[Stored data entries]
########

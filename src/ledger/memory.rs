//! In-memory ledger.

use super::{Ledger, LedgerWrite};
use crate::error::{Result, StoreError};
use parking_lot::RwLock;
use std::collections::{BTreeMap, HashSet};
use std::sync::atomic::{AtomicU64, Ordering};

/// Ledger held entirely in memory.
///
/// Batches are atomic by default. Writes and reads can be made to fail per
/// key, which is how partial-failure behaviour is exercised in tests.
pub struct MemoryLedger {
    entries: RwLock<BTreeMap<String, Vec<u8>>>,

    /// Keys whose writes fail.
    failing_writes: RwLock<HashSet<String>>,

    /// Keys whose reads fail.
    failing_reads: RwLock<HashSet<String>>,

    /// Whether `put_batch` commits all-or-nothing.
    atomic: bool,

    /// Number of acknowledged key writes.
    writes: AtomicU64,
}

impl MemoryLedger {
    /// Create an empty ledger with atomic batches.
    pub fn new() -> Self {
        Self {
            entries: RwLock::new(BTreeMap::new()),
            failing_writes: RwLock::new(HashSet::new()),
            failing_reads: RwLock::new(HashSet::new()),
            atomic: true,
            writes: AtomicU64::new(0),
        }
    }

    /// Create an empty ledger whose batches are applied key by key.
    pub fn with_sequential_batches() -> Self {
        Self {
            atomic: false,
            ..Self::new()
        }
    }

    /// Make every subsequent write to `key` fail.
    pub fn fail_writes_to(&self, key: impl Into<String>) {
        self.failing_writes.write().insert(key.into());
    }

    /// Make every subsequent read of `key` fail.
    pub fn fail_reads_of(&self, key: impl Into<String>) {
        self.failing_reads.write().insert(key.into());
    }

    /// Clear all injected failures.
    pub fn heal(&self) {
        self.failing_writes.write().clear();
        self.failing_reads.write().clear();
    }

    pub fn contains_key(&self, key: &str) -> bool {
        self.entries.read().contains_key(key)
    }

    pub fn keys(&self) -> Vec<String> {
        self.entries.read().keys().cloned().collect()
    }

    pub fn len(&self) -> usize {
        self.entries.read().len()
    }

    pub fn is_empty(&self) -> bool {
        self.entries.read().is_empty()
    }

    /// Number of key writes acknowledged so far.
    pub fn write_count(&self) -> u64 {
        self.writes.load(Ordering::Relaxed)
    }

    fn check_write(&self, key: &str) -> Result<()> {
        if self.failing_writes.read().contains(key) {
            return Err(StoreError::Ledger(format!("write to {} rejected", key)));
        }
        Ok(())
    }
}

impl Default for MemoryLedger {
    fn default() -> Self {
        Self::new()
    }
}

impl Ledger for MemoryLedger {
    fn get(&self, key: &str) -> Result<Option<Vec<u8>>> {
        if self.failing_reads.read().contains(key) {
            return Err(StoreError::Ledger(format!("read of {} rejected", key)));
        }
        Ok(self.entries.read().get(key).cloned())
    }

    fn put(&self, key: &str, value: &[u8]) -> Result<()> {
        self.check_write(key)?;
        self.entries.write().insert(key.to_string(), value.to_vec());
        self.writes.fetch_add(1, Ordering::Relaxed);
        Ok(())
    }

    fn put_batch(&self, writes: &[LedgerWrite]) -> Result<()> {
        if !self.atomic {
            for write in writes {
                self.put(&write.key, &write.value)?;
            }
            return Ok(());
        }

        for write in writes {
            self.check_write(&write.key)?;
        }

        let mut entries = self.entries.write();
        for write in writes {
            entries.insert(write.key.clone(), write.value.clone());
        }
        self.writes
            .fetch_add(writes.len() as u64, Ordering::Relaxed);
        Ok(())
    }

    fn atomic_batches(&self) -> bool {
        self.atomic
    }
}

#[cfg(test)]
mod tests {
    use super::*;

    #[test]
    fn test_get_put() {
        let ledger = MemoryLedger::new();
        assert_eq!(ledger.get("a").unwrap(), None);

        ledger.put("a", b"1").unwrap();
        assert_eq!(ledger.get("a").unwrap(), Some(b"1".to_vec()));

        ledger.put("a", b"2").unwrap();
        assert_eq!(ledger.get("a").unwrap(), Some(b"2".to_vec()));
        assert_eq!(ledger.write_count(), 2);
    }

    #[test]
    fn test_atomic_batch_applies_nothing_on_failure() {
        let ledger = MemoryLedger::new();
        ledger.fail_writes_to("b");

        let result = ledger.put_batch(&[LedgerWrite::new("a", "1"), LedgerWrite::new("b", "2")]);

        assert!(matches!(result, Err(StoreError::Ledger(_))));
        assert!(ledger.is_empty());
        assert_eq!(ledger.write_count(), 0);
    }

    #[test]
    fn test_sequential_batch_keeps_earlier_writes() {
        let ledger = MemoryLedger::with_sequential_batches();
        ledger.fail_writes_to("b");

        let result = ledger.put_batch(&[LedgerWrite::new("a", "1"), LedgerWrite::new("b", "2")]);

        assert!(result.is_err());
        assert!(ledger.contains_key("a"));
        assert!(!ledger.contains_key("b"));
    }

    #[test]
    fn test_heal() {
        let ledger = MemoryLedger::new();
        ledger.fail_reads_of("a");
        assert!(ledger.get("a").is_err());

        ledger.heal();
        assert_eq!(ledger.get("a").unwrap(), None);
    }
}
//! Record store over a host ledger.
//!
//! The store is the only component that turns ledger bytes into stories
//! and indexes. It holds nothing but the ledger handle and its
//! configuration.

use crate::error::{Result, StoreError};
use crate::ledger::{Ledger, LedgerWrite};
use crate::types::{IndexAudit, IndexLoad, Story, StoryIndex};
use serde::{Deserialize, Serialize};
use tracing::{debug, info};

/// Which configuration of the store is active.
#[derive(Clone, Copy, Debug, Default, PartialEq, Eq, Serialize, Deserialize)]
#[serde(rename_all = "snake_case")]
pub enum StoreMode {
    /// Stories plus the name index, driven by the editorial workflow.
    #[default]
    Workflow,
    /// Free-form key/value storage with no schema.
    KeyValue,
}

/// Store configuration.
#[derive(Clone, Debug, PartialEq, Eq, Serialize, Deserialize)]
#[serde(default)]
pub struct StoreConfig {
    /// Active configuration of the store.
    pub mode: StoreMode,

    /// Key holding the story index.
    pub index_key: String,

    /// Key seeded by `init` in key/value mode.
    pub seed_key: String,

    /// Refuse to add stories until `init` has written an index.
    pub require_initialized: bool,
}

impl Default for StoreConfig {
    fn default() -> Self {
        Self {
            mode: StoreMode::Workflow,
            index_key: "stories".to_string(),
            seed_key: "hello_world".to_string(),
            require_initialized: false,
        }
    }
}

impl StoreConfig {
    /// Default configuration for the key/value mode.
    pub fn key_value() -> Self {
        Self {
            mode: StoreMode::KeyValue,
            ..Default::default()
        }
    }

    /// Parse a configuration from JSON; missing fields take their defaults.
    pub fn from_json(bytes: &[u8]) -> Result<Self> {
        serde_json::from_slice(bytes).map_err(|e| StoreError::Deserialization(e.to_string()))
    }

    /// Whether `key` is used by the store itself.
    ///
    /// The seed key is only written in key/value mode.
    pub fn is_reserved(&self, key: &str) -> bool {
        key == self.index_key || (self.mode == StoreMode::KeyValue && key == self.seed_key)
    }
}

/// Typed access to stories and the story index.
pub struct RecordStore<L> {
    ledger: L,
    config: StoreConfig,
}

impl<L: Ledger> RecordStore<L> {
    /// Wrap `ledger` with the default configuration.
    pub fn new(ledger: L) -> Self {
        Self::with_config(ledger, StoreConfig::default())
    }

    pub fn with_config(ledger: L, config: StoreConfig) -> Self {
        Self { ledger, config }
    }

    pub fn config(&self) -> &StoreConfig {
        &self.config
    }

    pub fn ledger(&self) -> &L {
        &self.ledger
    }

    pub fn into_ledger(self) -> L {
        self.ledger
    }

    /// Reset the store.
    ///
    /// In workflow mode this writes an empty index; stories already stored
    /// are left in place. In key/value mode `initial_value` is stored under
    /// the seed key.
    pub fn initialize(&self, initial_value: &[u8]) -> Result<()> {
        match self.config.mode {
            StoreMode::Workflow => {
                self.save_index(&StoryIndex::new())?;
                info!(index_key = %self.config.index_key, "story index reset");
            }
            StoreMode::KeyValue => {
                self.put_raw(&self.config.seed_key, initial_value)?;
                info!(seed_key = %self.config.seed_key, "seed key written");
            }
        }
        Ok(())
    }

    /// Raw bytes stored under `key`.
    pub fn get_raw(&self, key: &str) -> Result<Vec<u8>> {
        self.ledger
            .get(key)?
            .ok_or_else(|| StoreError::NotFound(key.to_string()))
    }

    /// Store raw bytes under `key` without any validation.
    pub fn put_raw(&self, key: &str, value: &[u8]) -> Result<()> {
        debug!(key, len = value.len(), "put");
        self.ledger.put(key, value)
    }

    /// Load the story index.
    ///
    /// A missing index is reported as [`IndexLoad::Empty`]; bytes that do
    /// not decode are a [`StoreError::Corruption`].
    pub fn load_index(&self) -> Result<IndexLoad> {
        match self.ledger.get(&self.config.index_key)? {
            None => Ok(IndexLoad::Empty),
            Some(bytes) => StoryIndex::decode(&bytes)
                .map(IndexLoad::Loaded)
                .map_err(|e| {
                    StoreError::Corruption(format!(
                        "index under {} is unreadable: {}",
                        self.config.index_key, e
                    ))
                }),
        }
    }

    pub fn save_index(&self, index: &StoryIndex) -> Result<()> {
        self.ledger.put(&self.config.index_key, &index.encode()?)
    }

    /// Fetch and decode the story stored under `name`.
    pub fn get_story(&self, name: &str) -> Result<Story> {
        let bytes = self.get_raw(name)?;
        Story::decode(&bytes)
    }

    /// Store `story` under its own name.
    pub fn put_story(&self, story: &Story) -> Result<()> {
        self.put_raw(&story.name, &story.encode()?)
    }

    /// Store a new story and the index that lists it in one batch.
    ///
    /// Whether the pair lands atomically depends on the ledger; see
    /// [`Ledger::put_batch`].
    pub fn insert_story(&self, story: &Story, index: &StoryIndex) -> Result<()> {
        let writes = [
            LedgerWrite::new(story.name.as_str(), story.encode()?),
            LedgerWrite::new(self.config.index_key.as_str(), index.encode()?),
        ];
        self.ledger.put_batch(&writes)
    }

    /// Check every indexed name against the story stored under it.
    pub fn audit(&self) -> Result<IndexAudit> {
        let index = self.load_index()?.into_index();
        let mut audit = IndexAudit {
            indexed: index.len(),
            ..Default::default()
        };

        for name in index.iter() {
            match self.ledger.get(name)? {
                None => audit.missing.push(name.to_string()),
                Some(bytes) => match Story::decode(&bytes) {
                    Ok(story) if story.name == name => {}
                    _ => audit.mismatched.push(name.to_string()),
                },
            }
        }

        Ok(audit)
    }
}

########

_ABOUT THIS TASK_. Write down again the exact lines running from the beginning of the data to the line containing "with atomic batches.", with both ends included.

_ANSWER TO THE PROBLEM_.
filename src/ledger/memory.rs
//! In-memory ledger.

use super::{Ledger, LedgerWrite};
use crate::error::{Result, StoreError};
use parking_lot::RwLock;
use std::collections::{BTreeMap, HashSet};
use std::sync::atomic::{AtomicU64, Ordering};

/// Ledger held entirely in memory.
///
/// Batches are atomic by default. Writes and reads can be made to fail per
/// key, which is how partial-failure behaviour is exercised in tests.
pub struct MemoryLedger {
    entries: RwLock<BTreeMap<String, Vec<u8>>>,

    /// Keys whose writes fail.
    failing_writes: RwLock<HashSet<String>>,

    /// Keys whose reads fail.
    failing_reads: RwLock<HashSet<String>>,

    /// Whether `put_batch` commits all-or-nothing.
    atomic: bool,

    /// Number of acknowledged key writes.
    writes: AtomicU64,
}

impl MemoryLedger {
    /// Create an empty ledger with atomic batches.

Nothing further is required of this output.